Uber Merges Russian Operations With Yandex In Second Foreign Withdrawl
Uber’s Russian operations will merge with its rival Yandex, whose Yandex.Taxi service operates in Russia and several former Soviet nations. The move is something of a surprise for Uber, a company noted for its aggressive tactics. Yandex will be the leading partner in the merger, with the merged companies to operate together in 127 cities across six nations, including Russia, Armenia, and Georgia, according to Reuters. Yandex will invest $100 million into the company for a 59.3 percent stake, while Uber is to hold 36.6 percent and invest $225 million. The remaining 4.1 percent will be held by employees. The position of CEO will be taken by current Yandex.Taxi chief executive Tigran Khudaverdyan.
As noted by the New York Times, the move is a rare one for the usually confrontational Uber, who has allegedly used aggressive business tactics against rivals such as Lyft. Indeed, the move could be seen as the company’s second retreat, following its Chinese arm being bought out by rival Didi in August of 2016. However, Uber is attempting to paint a far more positive picture of the merger, with Pierre-Dimitri Gore-Coty describing it in a blog post as “an exciting opportunity in a unique situation.” In a press release, Yandex.Taxi’s chief executive, Khudaverdyan, said the companies would work together on “building a ride-sharing service that offers a viable alternative to automobile ownership or public transportation.”

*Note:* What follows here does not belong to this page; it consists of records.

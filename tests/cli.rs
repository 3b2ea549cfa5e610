use assert_cmd::Command;
use predicates::prelude::*;

fn bin() -> Command {
    let mut cmd = Command::new(assert_cmd::cargo::cargo_bin!("hashschema"));
    cmd.env_remove("HASHSCHEMA_SCHEMA")
        .env_remove("HASHSCHEMA_PASSWORD")
        .env_remove("RUST_LOG");
    cmd
}

fn create(password: &str, schema: &str) -> String {
    let output = bin().arg(password).arg(schema).output().unwrap();
    assert!(output.status.success());
    String::from_utf8(output.stdout).unwrap().trim_end().to_string()
}

#[test]
fn plain_hash_is_printed() {
    bin()
        .arg("hunter2")
        .arg("PLAIN")
        .assert()
        .success()
        .stdout("{PLAIN}aHVudGVyMg==\n");
}

#[test]
fn default_schema_is_used_without_argument() {
    bin()
        .arg("pw")
        .assert()
        .success()
        .stdout(predicate::str::starts_with("{PBKDF2/24/20000/24/sha256}"));
}

#[test]
fn schema_can_come_from_environment() {
    bin()
        .env("HASHSCHEMA_SCHEMA", "SSHA256/24")
        .arg("pw")
        .assert()
        .success()
        .stdout(predicate::str::starts_with("{SSHA256/24}"));
}

#[test]
fn created_hash_verifies() {
    let hash = create("s3cret", "SSHA");

    bin()
        .arg("--verify")
        .arg(&hash)
        .arg("s3cret")
        .assert()
        .success()
        .stdout("valid\n");

    bin()
        .arg("--verify")
        .arg(&hash)
        .arg("wrong")
        .assert()
        .failure()
        .code(1)
        .stdout("invalid\n");
}

#[test]
fn missing_password_prints_usage() {
    bin()
        .assert()
        .failure()
        .stderr(predicate::str::contains("Usage"));
}

#[test]
fn unknown_schema_fails() {
    bin()
        .arg("pw")
        .arg("MD5")
        .assert()
        .failure()
        .stderr(predicate::str::contains("unknown hash schema 'MD5'"));
}

#[test]
fn truncated_schema_fails() {
    bin()
        .arg("pw")
        .arg("PBKDF2/24")
        .assert()
        .failure()
        .stderr(predicate::str::contains("iterations"));
}

#[test]
fn malformed_hash_fails_verification() {
    bin()
        .arg("--verify")
        .arg("not-a-hash")
        .arg("pw")
        .assert()
        .failure()
        .stderr(predicate::str::contains("malformed hash"));
}

#[test]
fn password_from_environment() {
    bin()
        .env("HASHSCHEMA_PASSWORD", "hunter2")
        .arg("-")
        .arg("PLAIN")
        .assert()
        .success()
        .stdout("{PLAIN}aHVudGVyMg==\n");
}

#[test]
fn password_from_stdin() {
    bin()
        .arg("-")
        .arg("PLAIN")
        .write_stdin("hunter2\n")
        .assert()
        .success()
        .stdout("{PLAIN}aHVudGVyMg==\n");
}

Following the merger, the driver apps will be merged, but customers will be able to use either Uber or Yandex.Taxi to hail either company’s cars in countries where one is predominant. For example, Uber customers will be able to call Yandex cars through the app and vice versa. UberEATS will continue to operate in all six countries following the merger. According to the Financial Times, the battle for business has been weighing heavily on both companies. In the first quarter for 2017, Yandex.Taxi’s earnings were negative $20 million, with Uber losing $170 million over its four years in the nation. Due to Yandex’s status as the largest search engine in Russia, they also have a keen advantage in being able to use their own maps. This merger follows one in May between two other major Russian taxi companies Fasten and Rutaxi.

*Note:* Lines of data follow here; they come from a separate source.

//! The `{schema}base64` envelope.
//!
//! ```text
//! { SCHEMA } BASE64(DIGEST ‖ SALT)
//! ```

use base64::{Engine, engine::general_purpose::STANDARD as BASE64};

use crate::{
    error::{HashError, Result},
    schema::Schema,
};

const OPEN: char = '{';
const CLOSE: char = '}';

/// Splits an encoded hash into its raw schema string and base64 text.
///
/// The schema ends at the first `}`.
///
/// # Errors
///
/// Returns [`HashError::MalformedHash`] if the text does not start with `{`
/// or contains no `}`.
pub fn split_envelope(encoded: &str) -> Result<(&str, &str)> {
    let rest = encoded
        .strip_prefix(OPEN)
        .ok_or_else(|| HashError::malformed("missing '{' prefix"))?;
    let end = rest
        .find(CLOSE)
        .ok_or_else(|| HashError::malformed("missing '}' after schema"))?;

    Ok((&rest[..end], &rest[end + CLOSE.len_utf8()..]))
}

/// Parses an encoded hash into its schema and decoded payload.
///
/// # Errors
///
/// Returns an error if:
/// - The envelope is missing
/// - The schema is unknown or incomplete
/// - The payload is not valid base64
pub fn decode(encoded: &str) -> Result<(Schema, Vec<u8>)> {
    let (schema, payload) = split_envelope(encoded)?;
    let schema = Schema::parse(schema)?;
    let payload = BASE64
        .decode(payload)
        .map_err(|e| HashError::malformed(format!("invalid base64 payload: {e}")))?;

    Ok((schema, payload))
}

/// Encodes a schema and payload as `{schema}base64(payload)`.
pub fn encode(schema: &Schema, payload: &[u8]) -> String {
    format!("{OPEN}{schema}{CLOSE}{}", BASE64.encode(payload))
}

The companies have been in competition for several years now, with Uber launching in Russia in 2013, while Yandex.Taxi launched in 2011. In 2016, the English-language Moscow Times reported on the three-way fight for business between Uber, Yandex.Taxi, and the Israeli company Gett. The American multinational had attempted to undercut their rivals, offering reduced fares to and from Moscow’s airports and in the resort city of Sochi. However, despite these offers, and reports from drivers of near-constant work, the Russian giant appears to have won out.